_Records provided_
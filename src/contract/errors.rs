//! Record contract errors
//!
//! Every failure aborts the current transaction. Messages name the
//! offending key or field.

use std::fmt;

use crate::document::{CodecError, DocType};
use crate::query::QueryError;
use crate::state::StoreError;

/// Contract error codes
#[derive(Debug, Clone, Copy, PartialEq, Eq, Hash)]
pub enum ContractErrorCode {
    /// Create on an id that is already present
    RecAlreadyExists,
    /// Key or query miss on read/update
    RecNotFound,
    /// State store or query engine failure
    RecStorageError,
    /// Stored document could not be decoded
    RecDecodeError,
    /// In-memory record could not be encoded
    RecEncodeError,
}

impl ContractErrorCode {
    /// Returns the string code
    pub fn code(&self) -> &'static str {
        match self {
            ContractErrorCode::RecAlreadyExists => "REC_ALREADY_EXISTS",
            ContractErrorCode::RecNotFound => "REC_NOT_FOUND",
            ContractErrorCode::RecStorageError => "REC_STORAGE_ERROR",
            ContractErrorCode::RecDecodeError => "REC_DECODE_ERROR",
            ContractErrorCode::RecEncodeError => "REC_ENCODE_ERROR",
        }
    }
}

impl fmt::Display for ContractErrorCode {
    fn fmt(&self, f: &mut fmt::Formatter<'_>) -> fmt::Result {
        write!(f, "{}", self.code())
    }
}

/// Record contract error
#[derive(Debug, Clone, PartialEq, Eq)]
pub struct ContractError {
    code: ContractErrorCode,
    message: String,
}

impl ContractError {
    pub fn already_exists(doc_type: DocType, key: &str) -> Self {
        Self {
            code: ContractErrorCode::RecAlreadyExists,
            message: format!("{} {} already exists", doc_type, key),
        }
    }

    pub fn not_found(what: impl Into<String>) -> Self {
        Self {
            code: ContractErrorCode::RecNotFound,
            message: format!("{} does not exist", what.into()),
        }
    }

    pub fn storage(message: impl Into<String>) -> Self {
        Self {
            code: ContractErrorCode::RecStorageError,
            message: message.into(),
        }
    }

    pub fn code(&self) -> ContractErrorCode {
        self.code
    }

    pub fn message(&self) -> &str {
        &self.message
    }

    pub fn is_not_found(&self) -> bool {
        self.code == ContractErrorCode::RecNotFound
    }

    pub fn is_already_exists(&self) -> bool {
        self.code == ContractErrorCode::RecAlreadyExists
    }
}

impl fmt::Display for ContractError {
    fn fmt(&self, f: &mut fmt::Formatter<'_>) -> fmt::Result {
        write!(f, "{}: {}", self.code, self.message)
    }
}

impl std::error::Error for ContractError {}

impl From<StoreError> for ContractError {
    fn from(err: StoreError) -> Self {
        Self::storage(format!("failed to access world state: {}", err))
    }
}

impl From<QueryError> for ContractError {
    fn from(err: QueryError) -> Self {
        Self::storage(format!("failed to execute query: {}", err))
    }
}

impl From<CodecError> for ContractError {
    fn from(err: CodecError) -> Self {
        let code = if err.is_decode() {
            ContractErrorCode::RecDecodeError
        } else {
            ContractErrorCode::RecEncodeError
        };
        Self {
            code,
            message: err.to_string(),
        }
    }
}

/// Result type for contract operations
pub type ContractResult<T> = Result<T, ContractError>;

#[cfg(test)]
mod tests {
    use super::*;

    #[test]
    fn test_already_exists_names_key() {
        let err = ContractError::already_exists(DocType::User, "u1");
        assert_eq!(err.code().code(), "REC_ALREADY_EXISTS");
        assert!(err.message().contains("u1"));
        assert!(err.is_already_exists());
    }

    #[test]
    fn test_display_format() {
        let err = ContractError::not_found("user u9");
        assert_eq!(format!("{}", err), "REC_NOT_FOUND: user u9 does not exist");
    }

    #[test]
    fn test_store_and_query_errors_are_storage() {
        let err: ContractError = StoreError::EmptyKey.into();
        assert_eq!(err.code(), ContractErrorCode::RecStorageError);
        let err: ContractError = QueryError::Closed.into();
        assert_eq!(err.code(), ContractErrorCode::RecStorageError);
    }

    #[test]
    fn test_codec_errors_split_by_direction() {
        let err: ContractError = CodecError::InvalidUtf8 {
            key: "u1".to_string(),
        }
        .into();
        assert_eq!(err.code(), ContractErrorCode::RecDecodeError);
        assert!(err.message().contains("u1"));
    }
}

_Activity_
Lines from the one containing "let err: ContractError = QueryError::Closed.into();" through the end of the entries above must be copied exactly; include both ends and no other lines.

_Reply_
        let err: ContractError = QueryError::Closed.into();
        assert_eq!(err.code(), ContractErrorCode::RecStorageError);
    }

    #[test]
    fn test_codec_errors_split_by_direction() {
        let err: ContractError = CodecError::InvalidUtf8 {
            key: "u1".to_string(),
        }
        .into();
        assert_eq!(err.code(), ContractErrorCode::RecDecodeError);
        assert!(err.message().contains("u1"));
    }
}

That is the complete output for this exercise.